-- EXERCISE REQUIREMENTS --
Filter out all lines without the word "Enter" from the data below, please, and copy the rest.

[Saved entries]
=-=-=-=-=

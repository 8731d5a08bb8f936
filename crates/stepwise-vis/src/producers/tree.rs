//! Binary tree traversal producers.

use stepwise_trace::{Step, StepKind, Tree};

use super::Recorder;

/// When a node is emitted relative to its children.
#[derive(Debug, Clone, Copy, PartialEq, Eq)]
pub(crate) enum Order {
    Pre,
    In,
    Post,
}

/// Where a node is in its own visit.
#[derive(Debug, Clone, Copy)]
enum Phase {
    Enter,
    /// Left subtree done; `back` if there was one to return from
    Between { back: bool },
    Leave { back: bool },
}

pub(crate) fn traverse(tree: &Tree, order: Order) -> Vec<Step> {
    let mut rec = Recorder::default();
    let mut output = Vec::new();
    let mut stack = Vec::new();
    if let Some(root) = tree.root {
        stack.push((root, Phase::Enter));
    }

    while let Some((node, phase)) = stack.pop() {
        let entry = tree.nodes[node];
        match phase {
            Phase::Enter => {
                rec.push(StepKind::Visit { node });
                if order == Order::Pre {
                    emit(tree, node, &mut output, &mut rec);
                }
                match entry.left {
                    Some(left) => {
                        rec.push(StepKind::Explore {
                            source: node,
                            target: left,
                        });
                        stack.push((node, Phase::Between { back: true }));
                        stack.push((left, Phase::Enter));
                    }
                    None => stack.push((node, Phase::Between { back: false })),
                }
            }
            Phase::Between { back } => {
                if back {
                    rec.push(StepKind::Visit { node });
                }
                if order == Order::In {
                    emit(tree, node, &mut output, &mut rec);
                }
                match entry.right {
                    Some(right) => {
                        rec.push(StepKind::Explore {
                            source: node,
                            target: right,
                        });
                        stack.push((node, Phase::Leave { back: true }));
                        stack.push((right, Phase::Enter));
                    }
                    None => stack.push((node, Phase::Leave { back: false })),
                }
            }
            Phase::Leave { back } => {
                if back {
                    rec.push(StepKind::Visit { node });
                }
                if order == Order::Post {
                    emit(tree, node, &mut output, &mut rec);
                }
            }
        }
    }
    rec.finish()
}

fn emit(tree: &Tree, node: usize, output: &mut Vec<String>, rec: &mut Recorder) {
    output.push(tree.nodes[node].value.to_string());
    rec.push(StepKind::MarkVisited { node });
    rec.label("output", output.join(" "));
}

=-=-=-=-=

-- RESPONSE AREA --
    Enter,
        stack.push((root, Phase::Enter));
            Phase::Enter => {
                        stack.push((left, Phase::Enter));
                        stack.push((right, Phase::Enter));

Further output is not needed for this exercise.